Women Veterans Seek More Support

Women Veterans Seek More Support

Women vets
Photo by: U.S. Army/Spc. Heather Doppke

As the share of women veterans in the U.S. grows, they are seeking more access to sources of support during their transition to civilian life, a panel of experts said during a recent Rand Corp. webinar. 

Gaining awareness about women who serve is key to ensuring that women veterans identify with their service, said Ann Treadaway, an Army veteran who is director of Veteran and Military Programs and Services at Rutgers University. 

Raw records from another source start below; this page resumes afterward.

//! Dispatch queue for harvested URLs
//!
//! This module handles:
//! - De-duplicating URLs for the lifetime of the queue
//! - Dispatching first attempts one at a time, in arrival order
//! - Spacing first attempts a fixed delay apart (start to start)
//! - Retrying a failed URL once, outside the spacing gate
//!
//! The queue is an actor: one task owns the frontier and the gate and is the
//! only place they are mutated. Producers talk to it through an unbounded
//! channel, so `enqueue` never blocks and never fails.

use crate::config::QueueConfig;
use crate::crawler::fetcher::Fetcher;
use crate::crawler::parser::parse_response;
use crate::output::{ErrorLogger, OutputHandler, PageRecord, SilentLogger};
use crate::state::{Attempt, Frontier, Gate};
use crate::HarvestError;
use std::sync::Arc;
use std::time::Duration;
use tokio::sync::{mpsc, oneshot};
use tokio::task::{JoinHandle, JoinSet};
use tokio::time::{sleep, sleep_until, Instant};

/// Collaborators every attempt goes through: fetch, parse, output
pub struct Pipeline {
    fetcher: Arc<dyn Fetcher>,
    output: Arc<dyn OutputHandler>,
    logger: Arc<dyn ErrorLogger>,
}

impl Pipeline {
    /// Creates a pipeline with the silent logger
    pub fn new(fetcher: Arc<dyn Fetcher>, output: Arc<dyn OutputHandler>) -> Self {
        Self {
            fetcher,
            output,
            logger: Arc::new(SilentLogger),
        }
    }

    /// Replaces the logger used for unexpected errors
    pub fn with_logger(mut self, logger: Arc<dyn ErrorLogger>) -> Self {
        self.logger = logger;
        self
    }

    /// Runs one attempt: fetch, parse, and record the page
    async fn run(&self, attempt: &Attempt) -> Result<(), HarvestError> {
        let body = self.fetcher.fetch(&attempt.url).await?;
        let parsed = parse_response(&body);
        self.output
            .record_page(&PageRecord::new(attempt.url.to_string(), parsed))?;
        Ok(())
    }

    /// Reports a URL whose last attempt failed
    fn report_terminal(&self, attempt: &Attempt) {
        if let Err(e) = self.output.record_failure(&attempt.url) {
            self.logger.error(&e.into());
        }
    }
}

/// Point-in-time counters of the queue
#[derive(Debug, Clone, Copy, PartialEq, Eq, Default)]
pub struct QueueStats {
    /// URLs waiting for their first dispatch
    pub pending: usize,

    /// URLs whose first attempt has been dispatched
    pub dispatched: usize,

    /// Attempt tasks not yet settled, including those waiting to retry
    pub in_flight: usize,
}

enum Command {
    Enqueue(String),
    Stats(oneshot::Sender<QueueStats>),
}

/// Handle to a running dispatch queue
///
/// # Example
///
/// ```no_run
/// use bracket_harvest::config::{HttpConfig, QueueConfig, SecretKey};
/// use bracket_harvest::crawler::{DispatchQueue, HttpFetcher, Pipeline};
/// use bracket_harvest::output::JsonLinesOutput;
/// use std::sync::Arc;
///
/// # async fn example() -> Result<(), Box<dyn std::error::Error>> {
/// let fetcher = Arc::new(HttpFetcher::new(&HttpConfig::default())?);
/// let output = Arc::new(JsonLinesOutput::stdio(SecretKey::from_env()?));
/// let queue = DispatchQueue::spawn(&QueueConfig::default(), Pipeline::new(fetcher, output));
///
/// queue.enqueue("www.google.com");
/// queue.enqueue("www.wikipedia.com");
/// queue.finish().await;
/// # Ok(())
/// # }
/// ```
pub struct DispatchQueue {
    inbox: mpsc::UnboundedSender<Command>,
    worker: JoinHandle<()>,
}

impl DispatchQueue {
    /// Starts the queue on the current tokio runtime
    ///
    /// The gate starts open, so the first enqueued URL is dispatched at once.
    pub fn spawn(config: &QueueConfig, pipeline: Pipeline) -> Self {
        let (inbox, commands) = mpsc::unbounded_channel();
        let dispatcher = Dispatcher {
            frontier: Frontier::new(),
            gate: Gate::default(),
            request_delay: config.request_delay(),
            retry_delay: config.retry_delay(),
            pipeline: Arc::new(pipeline),
            attempts: JoinSet::new(),
        };

        let worker = tokio::spawn(dispatcher.run(commands));
        Self { inbox, worker }
    }

    /// Offers a URL to the queue
    ///
    /// URLs seen before (pending, in flight, retrying, or settled) are ignored.
    pub fn enqueue(&self, url: impl Into<String>) {
        if let Err(mpsc::error::SendError(Command::Enqueue(url))) =
            self.inbox.send(Command::Enqueue(url.into()))
        {
            tracing::warn!("Dispatch queue has stopped, dropping {}", url);
        }
    }

    /// Returns the current counters, or None if the queue has stopped
    pub async fn stats(&self) -> Option<QueueStats> {
        let (reply, response) = oneshot::channel();
        self.inbox.send(Command::Stats(reply)).ok()?;
        response.await.ok()
    }

    /// Stops accepting URLs and waits for all outstanding work
    ///
    /// Pending URLs are still dispatched at the normal spacing, and every
    /// attempt (including scheduled retries) runs to completion.
    pub async fn finish(self) {
        drop(self.inbox);
        if let Err(e) = self.worker.await {
            tracing::error!("Dispatch queue worker failed: {}", e);
        }
    }
}

/// State owned by the queue actor
struct Dispatcher {
    frontier: Frontier,
    gate: Gate,
    request_delay: Duration,
    retry_delay: Duration,
    pipeline: Arc<Pipeline>,
    attempts: JoinSet<()>,
}

impl Dispatcher {
    async fn run(mut self, mut commands: mpsc::UnboundedReceiver<Command>) {
        let mut accepting = true;

        loop {
            if !accepting && !self.frontier.has_pending() && self.attempts.is_empty() {
                break;
            }

            let reopens_at = self.gate.reopens_at();

            tokio::select! {
                command = commands.recv(), if accepting => match command {
                    Some(command) => self.handle(command),
                    None => {
                        tracing::debug!(
                            "Inbox closed with {} pending and {} in flight",
                            self.frontier.pending_len(),
                            self.attempts.len()
                        );
                        accepting = false;
                    }
                },
                _ = sleep_until(reopens_at.unwrap_or_else(Instant::now)), if reopens_at.is_some() => {
                    self.reopen_gate();
                }
                Some(joined) = self.attempts.join_next(), if !self.attempts.is_empty() => {
                    if let Err(e) = joined {
                        self.pipeline.logger.error(&HarvestError::Task(e.to_string()));
                    }
                }
                else => break,
            }
        }

        tracing::debug!(
            "Dispatch queue drained after {} URLs",
            self.frontier.dispatched_len()
        );
    }

    fn handle(&mut self, command: Command) {
        match command {
            Command::Enqueue(url) => self.enqueue(url),
            Command::Stats(reply) => {
                let _ = reply.send(self.stats());
            }
        }
    }

    fn enqueue(&mut self, url: String) {
        let admission = self.frontier.admit(url);
        if !admission.is_queued() {
            tracing::trace!("Ignoring duplicate URL ({:?})", admission);
            return;
        }

        if self.gate.is_open() {
            self.dispatch_next();
        }
    }

    /// Called when the gate timer fires
    fn reopen_gate(&mut self) {
        self.gate.reopen();
        self.dispatch_next();
    }

    /// Starts the first attempt for the head of the backlog and closes the gate
    fn dispatch_next(&mut self) {
        let Some(url) = self.frontier.take_next() else {
            return;
        };

        tracing::debug!(
            "Dispatching {} ({} still pending)",
            url,
            self.frontier.pending_len()
        );

        self.gate.close(Instant::now() + self.request_delay);
        self.attempts
            .spawn(settle(Arc::clone(&self.pipeline), url, self.retry_delay));
    }

    fn stats(&self) -> QueueStats {
        QueueStats {
            pending: self.frontier.pending_len(),
            dispatched: self.frontier.dispatched_len(),
            in_flight: self.attempts.len(),
        }
    }
}

/// Drives a URL's attempts until one succeeds or the retry fails too
///
/// The retry waits `retry_delay` from the moment the first failure is seen
/// and does not pass through the gate.
async fn settle(pipeline: Arc<Pipeline>, url: String, retry_delay: Duration) {
    let mut attempt = Attempt::first(url);

    loop {
        match pipeline.run(&attempt).await {
            Ok(()) => {
                tracing::debug!("Attempt {} for {} succeeded", attempt.number, attempt.url);
                return;
            }
            Err(HarvestError::Fetch(error)) if error.is_retryable() => match attempt.retry() {
                Some(retry) => {
                    tracing::debug!(
                        "Attempt {} failed: {}; retrying in {:?}",
                        attempt.number,
                        error,
                        retry_delay
                    );
                    sleep(retry_delay).await;
                    attempt = retry;
                }
                None => {
                    tracing::info!("Giving up on {}: {}", attempt.url, error);
                    pipeline.report_terminal(&attempt);
                    return;
                }
            },
            Err(error) => {
                pipeline.logger.error(&error);
                return;
            }
        }
    }
}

“When people think of veterans, they think of men. That’s the visibility aspect,” Treadaway said during the “Veteran Women in Transition” webinar hosted by the Rand Epstein Family Veterans Policy Research Institute. “To really address women veterans’ needs … we have to educate … people about women, veterans. Because … the more we see women as veterans, I think we’re creating an environment that fosters them to engage and has them self-identify.”

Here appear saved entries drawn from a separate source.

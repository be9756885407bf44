//! The encoder: form data set in, value tree out.
//!
//! For each entry, in append order, the encoder resolves the entry's leaf
//! value (text, or the file wrapper object), parses its name into steps and
//! merges the value into a tree that starts out as an empty object. The tree
//! belongs to a single [`Encoder::encode`] call.

use crate::path::parse_path_with_limit;
use crate::{tree, EncodeOptions, Entry, FormMap, FormValue};
use tracing::{debug, trace};

/// Builds value trees from entry lists.
///
/// # Examples
///
/// ```rust
/// use form_json::{EncodeOptions, Encoder, Entry};
///
/// let entries = vec![
///     Entry::text("pet[0][species]", "Dahut"),
///     Entry::text("pet[0][name]", "Hypatia"),
///     Entry::text("pet[1][species]", "Felis Stultus"),
///     Entry::text("pet[1][name]", "Billie"),
/// ];
///
/// let tree = Encoder::new(EncodeOptions::default()).encode(&entries);
/// assert_eq!(
///     tree.to_string(),
///     r#"{"pet":[{"species":"Dahut","name":"Hypatia"},{"species":"Felis Stultus","name":"Billie"}]}"#
/// );
/// ```
#[derive(Clone, Debug, Default)]
pub struct Encoder {
    options: EncodeOptions,
}

impl Encoder {
    #[must_use]
    pub fn new(options: EncodeOptions) -> Self {
        Encoder { options }
    }

    #[must_use]
    pub fn options(&self) -> &EncodeOptions {
        &self.options
    }

    /// Encodes `entries` in order. The result is always an object.
    pub fn encode<'a, I>(&self, entries: I) -> FormValue
    where
        I: IntoIterator<Item = &'a Entry>,
    {
        let mut root = FormValue::Object(FormMap::new());
        let mut count = 0usize;

        for entry in entries {
            self.apply_entry(&mut root, entry);
            count += 1;
        }

        debug!(entries = count, "encoded form data set");
        root
    }

    fn apply_entry(&self, root: &mut FormValue, entry: &Entry) {
        let is_file = entry.is_file();
        let value = entry.resolve();
        let path = parse_path_with_limit(entry.name(), self.options.max_index);

        trace!(
            name = entry.name(),
            steps = path.steps().len(),
            is_file,
            "applying entry"
        );
        tree::apply(root, path.steps(), value, is_file);
    }
}

#[cfg(test)]
mod tests {
    use super::*;
    use crate::{form_value, FormFile};

    #[test]
    fn test_empty_input_is_empty_object() {
        let entries: Vec<Entry> = Vec::new();
        let tree = Encoder::default().encode(&entries);
        assert_eq!(tree, form_value!({}));
    }

    #[test]
    fn test_file_entry_is_wrapped_once() {
        let entries = vec![Entry::file(
            "docs[0][scan]",
            FormFile::new("scan.txt", "text/plain", "ok"),
        )];
        let tree = Encoder::default().encode(&entries);
        assert_eq!(
            tree.to_string(),
            r#"{"docs":[{"scan":{"name":"scan.txt","type":"text/plain","body":"b2s="}}]}"#
        );
        let scan = tree.get("docs").and_then(|d| d.get_index(0)).and_then(|d| d.get("scan"));
        assert!(scan.is_some_and(FormValue::is_file));
    }

    #[test]
    fn test_max_index_option() {
        let entries = vec![Entry::text("a[5]", "x")];

        let tree = Encoder::new(EncodeOptions::new().with_max_index(4)).encode(&entries);
        assert_eq!(tree, form_value!({ "a[5]": "x" }));

        let tree = Encoder::new(EncodeOptions::new().with_max_index(5)).encode(&entries);
        assert_eq!(tree.get("a").and_then(|a| a.as_array()).map(Vec::len), Some(6));
    }
}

There are more than 2 million veteran women in the U.S., according to the Department of Veterans Affairs. By 2025, the share of veteran women who served in the Army is projected to be 916,948.  

Women who serve often feel they must balance their service with their femininity, Treadaway said. “I do think that there’s this fine line when women are serving that you’re expected to do your job and do it well, just like a man, but you’re also supposed to be walking this tightrope of femininity,” she said. “I think part of the transition out [of the military] and the difficulty is figuring out where to go and what to participate in. Should you participate, should you do things that are just for women?” 

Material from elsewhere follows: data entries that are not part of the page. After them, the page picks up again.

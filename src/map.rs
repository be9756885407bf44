//! Ordered map type for encoded objects.
//!
//! This module provides [`FormMap`], a wrapper around [`IndexMap`] that keeps
//! object properties in the order their fields were first submitted. Property
//! order is observable in the encoded output, so a hash map would make the
//! encoder non-deterministic.
//!
//! Replacing the value of an existing key keeps that key's original position,
//! which is what the tree builder relies on when it coerces a value in place.
//!
//! ## Examples
//!
//! ```rust
//! use form_json::{FormMap, FormValue};
//!
//! let mut map = FormMap::new();
//! map.insert("name".to_string(), FormValue::from("Bender"));
//! map.insert("shiny".to_string(), FormValue::from("true"));
//!
//! assert_eq!(map.len(), 2);
//! assert_eq!(map.get("name").and_then(|v| v.as_str()), Some("Bender"));
//! ```

use indexmap::IndexMap;
use std::collections::HashMap;

/// An insertion-ordered map of string keys to form values.
///
/// # Examples
///
/// ```rust
/// use form_json::{FormMap, FormValue};
///
/// let mut map = FormMap::new();
/// map.insert("first".to_string(), FormValue::from(1));
/// map.insert("second".to_string(), FormValue::from(2));
///
/// // Iteration maintains insertion order
/// let keys: Vec<_> = map.keys().cloned().collect();
/// assert_eq!(keys, vec!["first", "second"]);
/// ```
#[derive(Debug, Clone, PartialEq)]
pub struct FormMap(IndexMap<String, crate::FormValue>);

impl FormMap {
    /// Creates an empty `FormMap`.
    #[must_use]
    pub fn new() -> Self {
        FormMap(IndexMap::new())
    }

    /// Creates an empty `FormMap` with the specified capacity.
    #[must_use]
    pub fn with_capacity(capacity: usize) -> Self {
        FormMap(IndexMap::with_capacity(capacity))
    }

    /// Inserts a key-value pair into the map.
    ///
    /// If the map already contained this key, the old value is returned and
    /// the key keeps its position.
    ///
    /// # Examples
    ///
    /// ```rust
    /// use form_json::{FormMap, FormValue};
    ///
    /// let mut map = FormMap::new();
    /// map.insert("a".to_string(), FormValue::from(1));
    /// map.insert("b".to_string(), FormValue::from(2));
    /// assert!(map.insert("a".to_string(), FormValue::from(3)).is_some());
    ///
    /// let keys: Vec<_> = map.keys().cloned().collect();
    /// assert_eq!(keys, vec!["a", "b"]);
    /// ```
    pub fn insert(&mut self, key: String, value: crate::FormValue) -> Option<crate::FormValue> {
        self.0.insert(key, value)
    }

    /// Returns a reference to the value corresponding to the key.
    #[must_use]
    pub fn get(&self, key: &str) -> Option<&crate::FormValue> {
        self.0.get(key)
    }

    /// Returns a mutable reference to the value corresponding to the key.
    pub fn get_mut(&mut self, key: &str) -> Option<&mut crate::FormValue> {
        self.0.get_mut(key)
    }

    pub(crate) fn entry(&mut self, key: String) -> indexmap::map::Entry<'_, String, crate::FormValue> {
        self.0.entry(key)
    }

    /// Returns `true` if the map contains a value for the key.
    #[must_use]
    pub fn contains_key(&self, key: &str) -> bool {
        self.0.contains_key(key)
    }

    /// Returns the number of elements in the map.
    #[must_use]
    pub fn len(&self) -> usize {
        self.0.len()
    }

    /// Returns `true` if the map contains no elements.
    #[must_use]
    pub fn is_empty(&self) -> bool {
        self.0.is_empty()
    }

    /// Returns an iterator over the keys of the map, in insertion order.
    pub fn keys(&self) -> indexmap::map::Keys<'_, String, crate::FormValue> {
        self.0.keys()
    }

    /// Returns an iterator over the values of the map, in insertion order.
    pub fn values(&self) -> indexmap::map::Values<'_, String, crate::FormValue> {
        self.0.values()
    }

    /// Returns an iterator over the key-value pairs of the map, in insertion order.
    pub fn iter(&self) -> indexmap::map::Iter<'_, String, crate::FormValue> {
        self.0.iter()
    }
}

impl Default for FormMap {
    fn default() -> Self {
        Self::new()
    }
}

impl From<FormMap> for HashMap<String, crate::FormValue> {
    fn from(map: FormMap) -> Self {
        map.0.into_iter().collect()
    }
}

impl IntoIterator for FormMap {
    type Item = (String, crate::FormValue);
    type IntoIter = indexmap::map::IntoIter<String, crate::FormValue>;

    fn into_iter(self) -> Self::IntoIter {
        self.0.into_iter()
    }
}

impl<'a> IntoIterator for &'a FormMap {
    type Item = (&'a String, &'a crate::FormValue);
    type IntoIter = indexmap::map::Iter<'a, String, crate::FormValue>;

    fn into_iter(self) -> Self::IntoIter {
        self.0.iter()
    }
}

impl FromIterator<(String, crate::FormValue)> for FormMap {
    fn from_iter<T: IntoIterator<Item = (String, crate::FormValue)>>(iter: T) -> Self {
        FormMap(IndexMap::from_iter(iter))
    }
}

#[cfg(test)]
mod tests {
    use super::*;
    use crate::FormValue;

    #[test]
    fn test_replace_keeps_position() {
        let mut map = FormMap::new();
        map.insert("x".to_string(), FormValue::from("1"));
        map.insert("y".to_string(), FormValue::from("2"));
        map.insert("x".to_string(), FormValue::Array(vec![]));

        let keys: Vec<&str> = map.keys().map(String::as_str).collect();
        assert_eq!(keys, vec!["x", "y"]);
        assert!(map.get("x").is_some_and(FormValue::is_array));
    }

    #[test]
    fn test_get_mut() {
        let mut map = FormMap::new();
        map.insert("k".to_string(), FormValue::from("old"));
        if let Some(value) = map.get_mut("k") {
            *value = FormValue::from("new");
        }
        assert_eq!(map.get("k").and_then(FormValue::as_str), Some("new"));
        assert!(map.get_mut("missing").is_none());
    }
}
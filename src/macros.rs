/// Builds a [`FormValue`](crate::FormValue) from JSON-like syntax.
///
/// Arrays built this way are dense; spell holes out with
/// `FormValue::Array(vec![..., None, ...])`.
///
/// ```rust
/// use form_json::{form_value, FormValue};
///
/// let pet = form_value!({ "species": "Dahut", "legs": 4, "kids": ["Ashley", "Thelma"] });
/// assert_eq!(pet.to_string(), r#"{"species":"Dahut","legs":4,"kids":["Ashley","Thelma"]}"#);
/// ```
#[macro_export]
macro_rules! form_value {
    (null) => {
        $crate::FormValue::Null
    };

    (true) => {
        $crate::FormValue::Bool(true)
    };

    (false) => {
        $crate::FormValue::Bool(false)
    };

    ([]) => {
        $crate::FormValue::Array(vec![])
    };

    ([ $($elem:tt),* $(,)? ]) => {
        $crate::FormValue::Array(vec![$(Some($crate::form_value!($elem))),*])
    };

    ({}) => {
        $crate::FormValue::Object($crate::FormMap::new())
    };

    ({ $($key:literal : $value:tt),* $(,)? }) => {{
        let mut object = $crate::FormMap::new();
        $(
            object.insert($key.to_string(), $crate::form_value!($value));
        )*
        $crate::FormValue::Object(object)
    }};

    // Strings, numbers and any other expression with a `From` conversion
    ($other:expr) => {
        $crate::FormValue::from($other)
    };
}
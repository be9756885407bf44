//! Configuration options for form encoding.
//!
//! ## Examples
//!
//! ```rust
//! use form_json::{to_string_with_options, EncodeOptions, FormData};
//!
//! let mut form = FormData::new();
//! form.append_text("slot[12]", "x", "text");
//!
//! // Indices above the limit make the name a literal key
//! let options = EncodeOptions::new().with_max_index(10);
//! assert_eq!(to_string_with_options(&form, options), r#"{"slot[12]":"x"}"#);
//! ```

use crate::path::DEFAULT_MAX_INDEX;

/// Configuration for encoding a [`FormData`](crate::FormData).
///
/// Newline normalization happens when entries are appended, so it is a
/// [`FormData`](crate::FormData) setting rather than an encode option.
#[derive(Clone, Debug, PartialEq, Eq)]
pub struct EncodeOptions {
    /// Largest array index a field name may use.
    ///
    /// The default admits any non-negative 32-bit index. Arrays are padded
    /// with holes up to the index, so a single field such as
    /// `a[2147483647]` allocates billions of slots. Lower this when field
    /// names come from untrusted input.
    pub max_index: u32,
}

impl Default for EncodeOptions {
    fn default() -> Self {
        EncodeOptions {
            max_index: DEFAULT_MAX_INDEX,
        }
    }
}

impl EncodeOptions {
    /// Creates default options.
    ///
    /// # Examples
    ///
    /// ```rust
    /// use form_json::EncodeOptions;
    ///
    /// let options = EncodeOptions::new();
    /// assert_eq!(options.max_index, i32::MAX as u32);
    /// ```
    #[must_use]
    pub fn new() -> Self {
        Self::default()
    }

    /// Sets the largest accepted array index.
    ///
    /// Bounding the index bounds the number of holes a single field can
    /// materialize.
    #[must_use]
    pub fn with_max_index(mut self, max_index: u32) -> Self {
        self.max_index = max_index;
        self
    }
}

At times during their transition, they also may find it difficult to seek the intensity and adrenaline of a deployment in a healthy way. “I had just gotten back from my second deployment to Iraq, and I was getting out a few months later. I think the biggest transitional issue for me was the intensity and adrenaline and the high [experienced during the deployment],” Treadaway said. “So, I came back, and I started to participate in not the healthiest or extreme, adrenaline type of behavior.” 

Though some patterns emerge among women veterans, Treadaway emphasized the individuality of women veterans and their experiences. 

“I don’t think we’re a monolith, right?” she said. “Women veterans are coming from different places and require different support, and I think veterans in general need more intimate, targeted programming.”